Tuesday, 8 October 2013


Coventry Cathedral

We met up with our friends Sally and Malcolm for this walk around Coventry, starting from the New Cathedral, which they had seen long ago and we had never seen other than in photographs. Your first sight of it is undeniably imposing. The rippling sides with their tall windows and the fantastic statue of St Michael vanquishing Satan (by Sir Jacob Epstein) are very impressive.

The thing which surprised us all was the way the Cathedral was positioned at right angles to the ruins of the Old Cathedral (burned in the blitz of 1940). This was a master stroke by the architect Sir Basil Spence: leaving a poignant reminder of the war damage and creating a sort of courtyard in front of the new Cathedral. We had only recently seen similarly poignant roofless and windowless ruins of the Charles Church in Plymouth, destroyed in the blitz of 1941.

The Old Cathedral was a large and imposing church in red sandstone, built in the perpendicular gothic style and dating from the late 13th century. The tower was undamaged and now houses the tourist information office.
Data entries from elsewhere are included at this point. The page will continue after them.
/********************************************************************************
 * Copyright (c) 2024 Contributors to the Eclipse Foundation
 *
 * See the NOTICE file(s) distributed with this work for additional
 * information regarding copyright ownership.
 *
 * This program and the accompanying materials are made available under the
 * terms of the Apache License Version 2.0 which is available at
 * https://www.apache.org/licenses/LICENSE-2.0
 *
 * SPDX-License-Identifier: Apache-2.0
 ********************************************************************************/

use async_trait::async_trait;
use serde::Serialize;
use uuid::Uuid;

use crate::models::{Action, Campaign, CampaignEndHandle, CampaignStatus, CampaignType};
use crate::query::page_uri;
use crate::{QueueName, Request, RequestMethod, CONTENT_TYPE_JSON};

use super::{check_deferrable_response, parse_response, RequestError, RequestHandler};

const RESOURCE_CAMPAIGNS: &str = "campaign/campaigns";

#[cfg_attr(any(test, feature = "test-util"), mockall::automock)]
#[async_trait]
pub trait CampaignManager: Send + Sync {
    /// Creates a campaign.
    ///
    /// # Arguments
    ///
    /// * `campaign_id` - The ID to assign. The nil UUID lets the campaign-manager pick one.
    /// * `service_level` - Percentage of calls to dial per available agent.
    /// * `outplan_id` - The dialing plan of the campaign.
    /// * `outdial_id` - The list of targets to dial.
    /// * `queue_id` - The queue answered calls are put into.
    /// * `next_campaign_id` - The campaign to run once this one has finished.
    #[allow(clippy::too_many_arguments)]
    async fn campaign_v1_campaign_create(
        &self,
        campaign_id: Uuid,
        customer_id: Uuid,
        campaign_type: CampaignType,
        name: &str,
        detail: &str,
        service_level: i32,
        end_handle: CampaignEndHandle,
        actions: &[Action],
        outplan_id: Uuid,
        outdial_id: Uuid,
        queue_id: Uuid,
        next_campaign_id: Uuid,
    ) -> Result<Campaign, RequestError>;

    async fn campaign_v1_campaign_gets_by_customer_id(
        &self,
        customer_id: Uuid,
        page_token: &str,
        page_size: u64,
    ) -> Result<Vec<Campaign>, RequestError>;

    async fn campaign_v1_campaign_get(&self, campaign_id: Uuid) -> Result<Campaign, RequestError>;

    async fn campaign_v1_campaign_delete(
        &self,
        campaign_id: Uuid,
    ) -> Result<Campaign, RequestError>;

    /// Makes the campaign dial its next targets, optionally after `delay` milliseconds.
    async fn campaign_v1_campaign_execute(
        &self,
        campaign_id: Uuid,
        delay: u64,
    ) -> Result<(), RequestError>;

    async fn campaign_v1_campaign_update_basic_info(
        &self,
        campaign_id: Uuid,
        name: &str,
        detail: &str,
        campaign_type: CampaignType,
        service_level: i32,
        end_handle: CampaignEndHandle,
    ) -> Result<Campaign, RequestError>;

    async fn campaign_v1_campaign_update_status(
        &self,
        campaign_id: Uuid,
        status: CampaignStatus,
    ) -> Result<Campaign, RequestError>;

    async fn campaign_v1_campaign_update_service_level(
        &self,
        campaign_id: Uuid,
        service_level: i32,
    ) -> Result<Campaign, RequestError>;

    async fn campaign_v1_campaign_update_actions(
        &self,
        campaign_id: Uuid,
        actions: &[Action],
    ) -> Result<Campaign, RequestError>;

    async fn campaign_v1_campaign_update_resource_info(
        &self,
        campaign_id: Uuid,
        outplan_id: Uuid,
        outdial_id: Uuid,
        queue_id: Uuid,
        next_campaign_id: Uuid,
    ) -> Result<Campaign, RequestError>;

    async fn campaign_v1_campaign_update_next_campaign_id(
        &self,
        campaign_id: Uuid,
        next_campaign_id: Uuid,
    ) -> Result<Campaign, RequestError>;
}

#[derive(Serialize)]
struct CreateRequest<'a> {
    id: Uuid,
    customer_id: Uuid,
    #[serde(rename = "type")]
    campaign_type: CampaignType,
    name: &'a str,
    detail: &'a str,
    service_level: i32,
    end_handle: CampaignEndHandle,
    actions: &'a [Action],
    outplan_id: Uuid,
    outdial_id: Uuid,
    queue_id: Uuid,
    next_campaign_id: Uuid,
}

#[derive(Serialize)]
struct BasicInfoRequest<'a> {
    name: &'a str,
    detail: &'a str,
    #[serde(rename = "type")]
    campaign_type: CampaignType,
    service_level: i32,
    end_handle: CampaignEndHandle,
}

#[derive(Serialize)]
struct StatusRequest {
    status: CampaignStatus,
}

#[derive(Serialize)]
struct ServiceLevelRequest {
    service_level: i32,
}

#[derive(Serialize)]
struct ActionsRequest<'a> {
    actions: &'a [Action],
}

#[derive(Serialize)]
struct ResourceInfoRequest {
    outplan_id: Uuid,
    outdial_id: Uuid,
    queue_id: Uuid,
    next_campaign_id: Uuid,
}

#[derive(Serialize)]
struct NextCampaignIdRequest {
    next_campaign_id: Uuid,
}

impl RequestHandler {
    async fn campaign_entity<T>(&self, resource: &str, request: Request) -> Result<T, RequestError>
    where
        T: serde::de::DeserializeOwned,
    {
        let response = self
            .send(QueueName::CAMPAIGN_REQUEST, resource, request)
            .await?;
        parse_response(response)
    }

    async fn campaign_update<B>(
        &self,
        campaign_id: Uuid,
        suffix: &str,
        body: &B,
    ) -> Result<Campaign, RequestError>
    where
        B: Serialize + Sync,
    {
        let request = self.new_json_request(
            format!("/v1/campaigns/{campaign_id}{suffix}"),
            RequestMethod::Put,
            body,
        )?;
        self.campaign_entity(RESOURCE_CAMPAIGNS, request).await
    }
}

#[async_trait]
impl CampaignManager for RequestHandler {
    async fn campaign_v1_campaign_create(
        &self,
        campaign_id: Uuid,
        customer_id: Uuid,
        campaign_type: CampaignType,
        name: &str,
        detail: &str,
        service_level: i32,
        end_handle: CampaignEndHandle,
        actions: &[Action],
        outplan_id: Uuid,
        outdial_id: Uuid,
        queue_id: Uuid,
        next_campaign_id: Uuid,
    ) -> Result<Campaign, RequestError> {
        let request = self.new_json_request(
            "/v1/campaigns",
            RequestMethod::Post,
            &CreateRequest {
                id: campaign_id,
                customer_id,
                campaign_type,
                name,
                detail,
                service_level,
                end_handle,
                actions,
                outplan_id,
                outdial_id,
                queue_id,
                next_campaign_id,
            },
        )?;
        self.campaign_entity(RESOURCE_CAMPAIGNS, request).await
    }

    async fn campaign_v1_campaign_gets_by_customer_id(
        &self,
        customer_id: Uuid,
        page_token: &str,
        page_size: u64,
    ) -> Result<Vec<Campaign>, RequestError> {
        let uri = format!(
            "{}&customer_id={customer_id}",
            page_uri("/v1/campaigns", page_token, page_size)
        );
        let request = self
            .new_request(uri, RequestMethod::Get)
            .with_data_type(CONTENT_TYPE_JSON);
        self.campaign_entity(RESOURCE_CAMPAIGNS, request).await
    }

    async fn campaign_v1_campaign_get(&self, campaign_id: Uuid) -> Result<Campaign, RequestError> {
        let request = self
            .new_request(format!("/v1/campaigns/{campaign_id}"), RequestMethod::Get)
            .with_data_type(CONTENT_TYPE_JSON);
        self.campaign_entity(RESOURCE_CAMPAIGNS, request).await
    }

    async fn campaign_v1_campaign_delete(
        &self,
        campaign_id: Uuid,
    ) -> Result<Campaign, RequestError> {
        let request = self
            .new_request(format!("/v1/campaigns/{campaign_id}"), RequestMethod::Delete)
            .with_data_type(CONTENT_TYPE_JSON);
        self.campaign_entity(RESOURCE_CAMPAIGNS, request).await
    }

    async fn campaign_v1_campaign_execute(
        &self,
        campaign_id: Uuid,
        delay: u64,
    ) -> Result<(), RequestError> {
        let request = self
            .new_request(
                format!("/v1/campaigns/{campaign_id}/execute"),
                RequestMethod::Post,
            )
            .with_data_type(CONTENT_TYPE_JSON);
        let response = self
            .dispatch(
                QueueName::CAMPAIGN_REQUEST,
                "campaign/campaigns/<campaign-id>/execute",
                request,
                self.default_timeout(),
                delay,
            )
            .await?;
        check_deferrable_response(response, delay)
    }

    async fn campaign_v1_campaign_update_basic_info(
        &self,
        campaign_id: Uuid,
        name: &str,
        detail: &str,
        campaign_type: CampaignType,
        service_level: i32,
        end_handle: CampaignEndHandle,
    ) -> Result<Campaign, RequestError> {
        self.campaign_update(
            campaign_id,
            "",
            &BasicInfoRequest {
                name,
                detail,
                campaign_type,
                service_level,
                end_handle,
            },
        )
        .await
    }

    async fn campaign_v1_campaign_update_status(
        &self,
        campaign_id: Uuid,
        status: CampaignStatus,
    ) -> Result<Campaign, RequestError> {
        self.campaign_update(campaign_id, "/status", &StatusRequest { status })
            .await
    }

    async fn campaign_v1_campaign_update_service_level(
        &self,
        campaign_id: Uuid,
        service_level: i32,
    ) -> Result<Campaign, RequestError> {
        self.campaign_update(
            campaign_id,
            "/service_level",
            &ServiceLevelRequest { service_level },
        )
        .await
    }

    async fn campaign_v1_campaign_update_actions(
        &self,
        campaign_id: Uuid,
        actions: &[Action],
    ) -> Result<Campaign, RequestError> {
        self.campaign_update(campaign_id, "/actions", &ActionsRequest { actions })
            .await
    }

    async fn campaign_v1_campaign_update_resource_info(
        &self,
        campaign_id: Uuid,
        outplan_id: Uuid,
        outdial_id: Uuid,
        queue_id: Uuid,
        next_campaign_id: Uuid,
    ) -> Result<Campaign, RequestError> {
        self.campaign_update(
            campaign_id,
            "/resource_info",
            &ResourceInfoRequest {
                outplan_id,
                outdial_id,
                queue_id,
                next_campaign_id,
            },
        )
        .await
    }

    async fn campaign_v1_campaign_update_next_campaign_id(
        &self,
        campaign_id: Uuid,
        next_campaign_id: Uuid,
    ) -> Result<Campaign, RequestError> {
        self.campaign_update(
            campaign_id,
            "/next_campaign_id",
            &NextCampaignIdRequest { next_campaign_id },
        )
        .await
    }
}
On entering the New Cathedral we had two strong impressions: firstly it is spacious, but a bit forbidding and this is because the tall side windows of the nave are angled in such a way that they can't initially be seen. Secondly, when you look to your right there is the massive, floor-to-ceiling Baptistry Window designed by John Piper and painted by Patrick Reyntiens representing the light of Christ breaking into the world. It is simply magnificent.
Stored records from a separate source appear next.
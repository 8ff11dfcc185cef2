/********************************************************************************
 * Copyright (c) 2024 Contributors to the Eclipse Foundation
 *
 * See the NOTICE file(s) distributed with this work for additional
 * information regarding copyright ownership.
 *
 * This program and the accompanying materials are made available under the
 * terms of the Apache License Version 2.0 which is available at
 * https://www.apache.org/licenses/LICENSE-2.0
 *
 * SPDX-License-Identifier: Apache-2.0
 ********************************************************************************/

//! Message envelopes exchanged with the broker and the abstraction of the broker itself.

use std::fmt::Display;
use std::time::Duration;

use async_trait::async_trait;
use bytes::Bytes;
use mediatype::{names, MediaType};
use serde::{Deserialize, Serialize};

/// Marks a message without a body.
pub const CONTENT_TYPE_NONE: &str = "";
/// Marks a plain text body.
pub const CONTENT_TYPE_TEXT: &str = "text/plain";
/// Marks a JSON body.
pub const CONTENT_TYPE_JSON: &str = "application/json";

/// The HTTP-like verb of a request.
#[derive(Clone, Copy, Debug, PartialEq, Eq, Hash, Serialize, Deserialize)]
#[serde(rename_all = "UPPERCASE")]
pub enum RequestMethod {
    Get,
    Post,
    Put,
    Delete,
}

impl RequestMethod {
    pub fn as_str(&self) -> &'static str {
        match self {
            RequestMethod::Get => "GET",
            RequestMethod::Post => "POST",
            RequestMethod::Put => "PUT",
            RequestMethod::Delete => "DELETE",
        }
    }
}

impl Display for RequestMethod {
    fn fmt(&self, f: &mut std::fmt::Formatter<'_>) -> std::fmt::Result {
        f.write_str(self.as_str())
    }
}

/// A request sent to a service's request queue.
#[derive(Clone, Debug, PartialEq, Eq, Serialize, Deserialize)]
pub struct Request {
    pub uri: String,
    pub method: RequestMethod,
    #[serde(default, skip_serializing_if = "String::is_empty")]
    pub publisher: String,
    #[serde(default)]
    pub data_type: String,
    #[serde(default, skip_serializing_if = "Option::is_none", with = "raw_json")]
    pub data: Option<Bytes>,
}

impl Request {
    /// Creates a request without publisher and body.
    pub fn new(uri: impl Into<String>, method: RequestMethod) -> Self {
        Request {
            uri: uri.into(),
            method,
            publisher: String::new(),
            data_type: CONTENT_TYPE_NONE.to_string(),
            data: None,
        }
    }

    #[must_use]
    pub fn with_publisher(mut self, publisher: &str) -> Self {
        self.publisher = publisher.to_string();
        self
    }

    /// Sets the declared type of the body without setting the body itself.
    #[must_use]
    pub fn with_data_type(mut self, data_type: &str) -> Self {
        self.data_type = data_type.to_string();
        self
    }

    #[must_use]
    pub fn with_data(mut self, data_type: &str, data: impl Into<Bytes>) -> Self {
        self.data_type = data_type.to_string();
        self.data = Some(data.into());
        self
    }

    /// Gets the body as UTF-8 text, if there is one.
    pub fn data_str(&self) -> Option<&str> {
        self.data
            .as_ref()
            .and_then(|data| std::str::from_utf8(data).ok())
    }
}

/// The reply of a service to a [`Request`].
#[derive(Clone, Debug, Default, PartialEq, Eq, Serialize, Deserialize)]
pub struct Response {
    pub status_code: u16,
    #[serde(default)]
    pub data_type: String,
    #[serde(default, skip_serializing_if = "Option::is_none", with = "raw_json")]
    pub data: Option<Bytes>,
}

impl Response {
    pub fn new<T>(status_code: u16, data_type: &str, data: Option<T>) -> Self
    where
        T: Into<Bytes>,
    {
        Response {
            status_code,
            data_type: data_type.to_string(),
            data: data.map(Into::into),
        }
    }

    /// Checks if the status code indicates success.
    pub fn is_success(&self) -> bool {
        self.status_code <= 299
    }

    /// Checks if the declared data type is empty or denotes a JSON document.
    ///
    /// Parameters like `charset` are ignored.
    ///
    /// # Examples
    ///
    /// ```rust
    /// use requesthandler::Response;
    ///
    /// assert!(Response::new::<&str>(200, "application/json; charset=utf-8", None).has_json_data_type());
    /// assert!(Response::new::<&str>(200, "", None).has_json_data_type());
    /// assert!(!Response::new::<&str>(200, "text/plain", None).has_json_data_type());
    /// ```
    pub fn has_json_data_type(&self) -> bool {
        if self.data_type.is_empty() {
            return true;
        }
        MediaType::parse(&self.data_type).is_ok_and(|media_type| {
            media_type.ty == names::APPLICATION && media_type.subty == names::JSON
        })
    }
}

/// A notification published to a service's event queue.
#[derive(Clone, Debug, PartialEq, Eq, Serialize, Deserialize)]
pub struct Event {
    #[serde(rename = "type")]
    pub event_type: String,
    #[serde(default)]
    pub publisher: String,
    #[serde(default)]
    pub data_type: String,
    #[serde(default, skip_serializing_if = "Option::is_none", with = "raw_json")]
    pub data: Option<Bytes>,
}

/// An error indicating a problem while handing a message to the broker.
#[derive(Clone, Debug, PartialEq, Eq, thiserror::Error)]
pub enum SockError {
    /// The broker cannot be reached or refused the message.
    #[error("broker unavailable: {0}")]
    Unavailable(String),
    /// No reply has been received within the given timeout.
    #[error("no reply received before deadline")]
    DeadlineExceeded,
    /// Nothing consumes messages from the target queue.
    #[error("no consumer for queue {0}")]
    NoRoute(String),
    #[error("internal broker error: {0}")]
    Internal(String),
}

/// The message broker used for reaching other services.
///
/// Implementations are expected to be safe for concurrent use by many callers.
#[cfg_attr(any(test, feature = "test-util"), mockall::automock)]
#[async_trait]
pub trait SockHandler: Send + Sync {
    /// Publishes a request to a queue and waits for the reply.
    ///
    /// # Returns
    ///
    /// The reply, or `None` if the consumer did not reply with a message.
    ///
    /// # Errors
    ///
    /// Returns [`SockError::DeadlineExceeded`] if no reply arrives within `timeout`.
    async fn request_publish(
        &self,
        target: &str,
        request: Request,
        timeout: Duration,
    ) -> Result<Option<Response>, SockError>;

    /// Publishes a request that is delivered to a queue after the given delay.
    ///
    /// Nobody waits for a reply to a delayed request.
    async fn request_publish_with_delay(
        &self,
        queue: &str,
        request: Request,
        delay: Duration,
    ) -> Result<(), SockError>;

    /// Publishes an event to an event queue.
    async fn event_publish(&self, queue: &str, event: Event) -> Result<(), SockError>;
}

// bodies are embedded as JSON documents rather than byte arrays
mod raw_json {
    use bytes::Bytes;
    use serde::{Deserialize, Deserializer, Serializer};
    use serde_json::value::RawValue;

    pub fn serialize<S>(data: &Option<Bytes>, serializer: S) -> Result<S::Ok, S::Error>
    where
        S: Serializer,
    {
        match data {
            Some(bytes) => {
                let text = std::str::from_utf8(bytes).map_err(serde::ser::Error::custom)?;
                let raw =
                    RawValue::from_string(text.to_owned()).map_err(serde::ser::Error::custom)?;
                serializer.serialize_some(&raw)
            }
            None => serializer.serialize_none(),
        }
    }

    pub fn deserialize<'de, D>(deserializer: D) -> Result<Option<Bytes>, D::Error>
    where
        D: Deserializer<'de>,
    {
        let raw: Option<Box<RawValue>> = Option::deserialize(deserializer)?;
        Ok(raw.map(|value| Bytes::from(value.get().to_owned())))
    }
}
We headed away from the Cathedral to walk along Earl St and then Jordan Well where we were delighted by this art deco former cinema, now housing a department of the University.

A loop around Whitefriars St brought us back to face the former Council House, a Tudor style building of 1913-17 with Arts and Crafts details above the main entrance.
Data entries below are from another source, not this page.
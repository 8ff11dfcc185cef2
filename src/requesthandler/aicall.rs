/********************************************************************************
 * Copyright (c) 2024 Contributors to the Eclipse Foundation
 *
 * See the NOTICE file(s) distributed with this work for additional
 * information regarding copyright ownership.
 *
 * This program and the accompanying materials are made available under the
 * terms of the Apache License Version 2.0 which is available at
 * https://www.apache.org/licenses/LICENSE-2.0
 *
 * SPDX-License-Identifier: Apache-2.0
 ********************************************************************************/

use async_trait::async_trait;
use serde::Serialize;
use serde_json::{Map, Value};
use uuid::Uuid;

use crate::models::{AIcall, ToolFunction};
use crate::query::{page_uri, FieldFilters};
use crate::{QueueName, Request, RequestMethod};

use super::{check_deferrable_response, parse_response, RequestError, RequestHandler};

const RESOURCE_AICALLS: &str = "ai/aicalls";

/// Operations on the AI calls of the ai-manager.
#[cfg_attr(any(test, feature = "test-util"), mockall::automock)]
#[async_trait]
pub trait AicallManager: Send + Sync {
    /// Starts an AI call for the given reference.
    ///
    /// # Arguments
    ///
    /// * `reference_type` - The kind of the referenced resource, e.g. `call` or `conversation`.
    /// * `gender` - The voice gender used for speech synthesis.
    /// * `language` - A BCP 47 language tag, e.g. `en-US`.
    #[allow(clippy::too_many_arguments)]
    async fn ai_v1_aicall_start(
        &self,
        activeflow_id: Uuid,
        ai_id: Uuid,
        reference_type: &str,
        reference_id: Uuid,
        gender: &str,
        language: &str,
    ) -> Result<AIcall, RequestError>;

    async fn ai_v1_aicall_list(
        &self,
        page_token: &str,
        page_size: u64,
        filters: &FieldFilters,
    ) -> Result<Vec<AIcall>, RequestError>;

    async fn ai_v1_aicall_get(&self, aicall_id: Uuid) -> Result<AIcall, RequestError>;

    async fn ai_v1_aicall_delete(&self, aicall_id: Uuid) -> Result<AIcall, RequestError>;

    async fn ai_v1_aicall_terminate(&self, aicall_id: Uuid) -> Result<AIcall, RequestError>;

    /// Terminates the AI call once `delay` milliseconds have passed.
    async fn ai_v1_aicall_terminate_with_delay(
        &self,
        aicall_id: Uuid,
        delay: u64,
    ) -> Result<(), RequestError>;

    /// Executes a tool the AI asked for and returns the tool's result.
    async fn ai_v1_aicall_tool_execute(
        &self,
        aicall_id: Uuid,
        tool_id: &str,
        tool_type: &str,
        function: &ToolFunction,
    ) -> Result<Map<String, Value>, RequestError>;
}

#[derive(Serialize)]
struct StartRequest<'a> {
    activeflow_id: Uuid,
    ai_id: Uuid,
    reference_type: &'a str,
    reference_id: Uuid,
    gender: &'a str,
    language: &'a str,
}

#[derive(Serialize)]
struct ToolExecuteRequest<'a> {
    id: &'a str,
    #[serde(rename = "type")]
    tool_type: &'a str,
    function: &'a ToolFunction,
}

impl RequestHandler {
    async fn aicall_request<T>(&self, resource: &str, request: Request) -> Result<T, RequestError>
    where
        T: serde::de::DeserializeOwned,
    {
        let response = self.send(QueueName::AI_REQUEST, resource, request).await?;
        parse_response(response)
    }
}

#[async_trait]
impl AicallManager for RequestHandler {
    async fn ai_v1_aicall_start(
        &self,
        activeflow_id: Uuid,
        ai_id: Uuid,
        reference_type: &str,
        reference_id: Uuid,
        gender: &str,
        language: &str,
    ) -> Result<AIcall, RequestError> {
        let request = self.new_json_request(
            "/v1/aicalls",
            RequestMethod::Post,
            &StartRequest {
                activeflow_id,
                ai_id,
                reference_type,
                reference_id,
                gender,
                language,
            },
        )?;
        self.aicall_request(RESOURCE_AICALLS, request).await
    }

    async fn ai_v1_aicall_list(
        &self,
        page_token: &str,
        page_size: u64,
        filters: &FieldFilters,
    ) -> Result<Vec<AIcall>, RequestError> {
        let request = self.new_json_request(
            page_uri("/v1/aicalls", page_token, page_size),
            RequestMethod::Get,
            filters,
        )?;
        self.aicall_request(RESOURCE_AICALLS, request).await
    }

    async fn ai_v1_aicall_get(&self, aicall_id: Uuid) -> Result<AIcall, RequestError> {
        let request = self.new_request(format!("/v1/aicalls/{aicall_id}"), RequestMethod::Get);
        self.aicall_request(RESOURCE_AICALLS, request).await
    }

    async fn ai_v1_aicall_delete(&self, aicall_id: Uuid) -> Result<AIcall, RequestError> {
        let request =
            self.new_request(format!("/v1/aicalls/{aicall_id}"), RequestMethod::Delete);
        self.aicall_request(RESOURCE_AICALLS, request).await
    }

    async fn ai_v1_aicall_terminate(&self, aicall_id: Uuid) -> Result<AIcall, RequestError> {
        let request = self.new_request(
            format!("/v1/aicalls/{aicall_id}/terminate"),
            RequestMethod::Post,
        );
        self.aicall_request("ai/aicalls/<aicall-id>/terminate", request)
            .await
    }

    async fn ai_v1_aicall_terminate_with_delay(
        &self,
        aicall_id: Uuid,
        delay: u64,
    ) -> Result<(), RequestError> {
        let request = self.new_request(
            format!("/v1/aicalls/{aicall_id}/terminate"),
            RequestMethod::Post,
        );
        let response = self
            .dispatch(
                QueueName::AI_REQUEST,
                "ai/aicalls/<aicall-id>/terminate",
                request,
                self.default_timeout(),
                delay,
            )
            .await?;
        check_deferrable_response(response, delay)
    }

    async fn ai_v1_aicall_tool_execute(
        &self,
        aicall_id: Uuid,
        tool_id: &str,
        tool_type: &str,
        function: &ToolFunction,
    ) -> Result<Map<String, Value>, RequestError> {
        let request = self.new_json_request(
            format!("/v1/aicalls/{aicall_id}/tool_execute"),
            RequestMethod::Post,
            &ToolExecuteRequest {
                id: tool_id,
                tool_type,
                function,
            },
        )?;
        self.aicall_request("ai/aicalls/<aicall-id>/tool_execute", request)
            .await
    }
}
We walked along the High St to see the statue of Lady Godiva in Broadgate (there is also one on teh front of the Council House). Pevsner describes it as "corny", but we thought it was quite well done.

We chanced to be there at exactly 12 o'clock and then we saw something that certainly was corny: the Godiva Clock on Broadgate House. As the hour strikes, a figure of Godiva on a white horse emerges and travels through an arc and disappear again. The building has recently been listed and a piece in the Coventry Telegraph describes the clock as iconic.

We doubled back and headed down Greyfriars Lane to see something much more to our taste: the almshouses of Ford's Hospital, which amazingly contains an inner courtyard, which unfortunately we could not see. Writing on the facade reveals that it was founded in 1509 and rebuilt after war damage in 1953.

The route now took us past the spire of Greyfriars church (1350) and the one-time gatehouse of Chyelesmore Manor to enter the main shopping area. We emerged on the west of the centre opposite St John's church, an imposing 15th century building, bearing the marks of 19th century restoration (Pevsner points out the corner turrets on the crossing tower).

Then we walked up Spon Street, or "Medieval Spon St" as the signs we had seen would have it. We soon discovered what this meant: most, possibly all, of the many fine half-timbered houses had been dismantled, moved from other parts of the city and rebuilt here. We could understand the practical benefits of this: it would certainly facilitate redevelopment. But the result is false and rather sad.

After lunch we returned to nearby Hill St to see Bond's Hospital, just behind St John's church. These almshouses date from 1506 and were restored and extended in 1832 and 1846.

Next door, separated by an arch also of 1832 is the original Bablake School of about the same age as Bind's Hospital. Inside the shared courtyard you can see the open galleries of the former school and the half-timbered side of Bond's Hospital.

We headed across the ring road to find a real surprise: the renovated Canal Basi, which features a Y shaped terminus (I don't think I have ever seen a canal come to a dead end before, coal warehouses and a nice statue of canal engineer James Brindley. I focused tightly in on this picture to exclude modern office buildings on the left and a massive block of flats on the right.

Back across the ring road, we continued clockwise to reach the Cook Street gate, one of two remaining gates in the former city walls, we have also seen a few vestiges of. There is a map of what they were once like here.

Nearby are the Lady Herbert almshouses of 1937, some of which overlook the very pleasant Lady Herbert Gardens. Both were built by industrialist Sir Alfred Herbert in memory of his wife Florence.

Nearby, in Chauntry Street there is a row of houses with gothic porches, which I thought might be further almshouses. I have now discovered that they were Firemen's Cottages.

Finally, we returned to the vicinity of the Cathedral to see St Mary's Guildhall, built in 1340-2, with a small timber-framed courtyard.

Conditions: quite warm.

From: the AA website.

Distance:  3 miles or so.

Rating: four and half stars. Shattered our preconceptions of Coventry. Obviously all the ugly modern bits have been studiously ignored in this account.